2. On the endpoint, open the **database-calls / response-time breakdown** — a good APM attributes DB calls to the endpoint with **execution count** and **time contribution**.
3. Open one request's **distributed trace (the call waterfall)** and expand the DB calls. This is the decisive view:
- **Same statement called dozens/hundreds of times per request** → **N+1**.
- **One call, large duration** → **single slow query**.
4. **Aggregate the database-statements view** across the window — `execution count × avg time = total DB time`.
## Part C — Classify (the table that picks your fix)
| Signal | Diagnosis | Fix |
|---|---|---|
| One statement, high time/call, CPU waits | Slow query — missing index / bad plan / scan | `EXPLAIN (ANALYZE)`; add index or rewrite |
| Same statement, huge call count, low time/call | N+1 | Batch / eager-load in the app |
| Lock / blocking waits dominate | Contention | Tighten transaction scope; revisit isolation |
| Query is fine, call rate tracks traffic | Demand / volume | Cache, rate-limit, offload to read replica |
## Part D — Confirm causation, not just correlation
- **Align three timelines** over the outage: PI load spike, the APM's endpoint call-rate spike, and CloudWatch **`CPUUtilization`** on the RDS instance. All three overlapping = confirmed.
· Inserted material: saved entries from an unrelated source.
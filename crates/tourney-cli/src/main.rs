#![forbid(unsafe_code)]

mod cmd;
mod output;

use clap::{CommandFactory, Parser, Subcommand};
use output::OutputMode;
use std::env;
use std::process::ExitCode;
use tracing::debug;
use tracing_subscriber::{EnvFilter, fmt, prelude::*};

use tourney_core::TournamentError;

#[derive(Parser, Debug)]
#[command(
    author,
    version,
    about = "tourney: Thompson-sampling tournament coordinator",
    long_about = None
)]
struct Cli {
    /// Enable verbose logging.
    #[arg(short, long)]
    verbose: bool,

    /// Emit JSON output instead of human-readable text.
    #[arg(long, global = true)]
    json: bool,

    #[command(subcommand)]
    command: Commands,
}

impl Cli {
    /// Derive the output mode from flags.
    fn output_mode(&self) -> OutputMode {
        if self.json {
            OutputMode::Json
        } else {
            OutputMode::Human
        }
    }
}

#[derive(Subcommand, Debug)]
enum Commands {
    #[command(
        about = "Start a tournament",
        long_about = "Start a tournament with N agents, replacing any existing one.",
        after_help = "EXAMPLES:\n    # Three agents with deterministic selection\n    tn init --agents 3 --seed 42\n\n    # System randomness (not reproducible)\n    tn init --agents 3\n\n    # Emit machine-readable output\n    tn init --agents 3 --json"
    )]
    Init(cmd::init::InitArgs),

    #[command(
        about = "Pick the next agent to evaluate",
        long_about = "Thompson-sample one agent from the current posteriors.",
        after_help = "EXAMPLES:\n    # Pick an agent\n    tn select\n\n    # Emit machine-readable output\n    tn select --json"
    )]
    Select(cmd::select::SelectArgs),

    #[command(
        about = "Submit an evaluation score",
        long_about = "Record a score in [0.0, 1.0] for one agent and refresh its posterior.",
        after_help = "EXAMPLES:\n    # Record a score\n    tn update agent_1 0.95\n\n    # Emit machine-readable output\n    tn update agent_1 0.95 --json"
    )]
    Update(cmd::update::UpdateArgs),

    #[command(
        about = "Show tournament progress",
        long_about = "Show per-agent evaluation counts and sample statistics.",
        after_help = "EXAMPLES:\n    # Show progress\n    tn status\n\n    # Emit machine-readable output\n    tn status --json"
    )]
    Status(cmd::status::StatusArgs),

    #[command(
        about = "Evaluate the winner verdict",
        long_about = "Report the leading agent, confidence, and whether the tournament is decided.",
        after_help = "EXAMPLES:\n    # Check for a winner\n    tn winner\n\n    # Emit machine-readable output\n    tn winner --json"
    )]
    Winner(cmd::winner::WinnerArgs),

    #[command(
        about = "Discard the tournament",
        long_about = "Delete the tournament record; the next command starts from scratch.",
        after_help = "EXAMPLES:\n    # Throw everything away\n    tn reset"
    )]
    Reset(cmd::reset::ResetArgs),

    #[command(
        about = "Generate shell completion scripts",
        after_help = "EXAMPLES:\n    # Generate bash completions\n    tn completions bash"
    )]
    Completions(cmd::completions::CompletionsArgs),
}

fn init_tracing() {
    let filter = EnvFilter::try_from_env("TOURNEY_LOG").unwrap_or_else(|_| {
        EnvFilter::new(if env::var("DEBUG").is_ok() {
            "tourney_core=debug,tourney_cli=debug,info"
        } else {
            "tourney_core=info,warn"
        })
    });

    let format = env::var("TOURNEY_LOG_FORMAT").unwrap_or_else(|_| "compact".to_string());

    // Logs go to stderr: stdout carries the command's canonical output.
    let registry = tracing_subscriber::registry().with(filter);

    match format.as_str() {
        "json" => {
            registry
                .with(fmt::layer().json().with_ansi(false).with_writer(std::io::stderr))
                .init();
        }
        _ => {
            registry
                .with(fmt::layer().compact().with_writer(std::io::stderr))
                .init();
        }
    }
}

fn main() -> ExitCode {
    init_tracing();

    let cli = Cli::parse();
    if cli.verbose {
        debug!("verbose mode enabled");
    }

    let output = cli.output_mode();
    let project_root = match env::current_dir() {
        Ok(dir) => dir,
        Err(err) => {
            eprintln!("error: cannot resolve working directory: {err}");
            return ExitCode::FAILURE;
        }
    };

    let result = match cli.command {
        Commands::Init(ref args) => cmd::init::run_init(args, output, &project_root),
        Commands::Select(ref args) => cmd::select::run_select(args, output, &project_root),
        Commands::Update(ref args) => cmd::update::run_update(args, output, &project_root),
        Commands::Status(ref args) => cmd::status::run_status(args, output, &project_root),
        Commands::Winner(ref args) => cmd::winner::run_winner(args, output, &project_root),
        Commands::Reset(ref args) => cmd::reset::run_reset(args, output, &project_root),
        Commands::Completions(args) => {
            let mut command = Cli::command();
            cmd::completions::run_completions(args.shell, &mut command)
        }
    };

    match result {
        Ok(()) => ExitCode::SUCCESS,
        // Handlers already rendered the error; here we only map the exit
        // code the interface contract promises.
        Err(err) => err.downcast_ref::<TournamentError>().map_or_else(
            || {
                eprintln!("error: {err}");
                ExitCode::FAILURE
            },
            |core| ExitCode::from(core.exit_code()),
        ),
    }
}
- Run **`EXPLAIN (ANALYZE)`** on the suspect statement to prove the scan / bad plan rather than assume it.
- If feasible, **reproduce in non-prod** before recommending the fix.
## Capture for the recommendation
The statement · its triggering endpoint · classification (slow / N+1 / lock / volume) · `EXPLAIN` evidence · its AAS/CPU contribution · proposed fix + expected reduction. That package turns "I think it's a slow query" into a defensible root cause — and only then does right-sizing become a data-backed decision.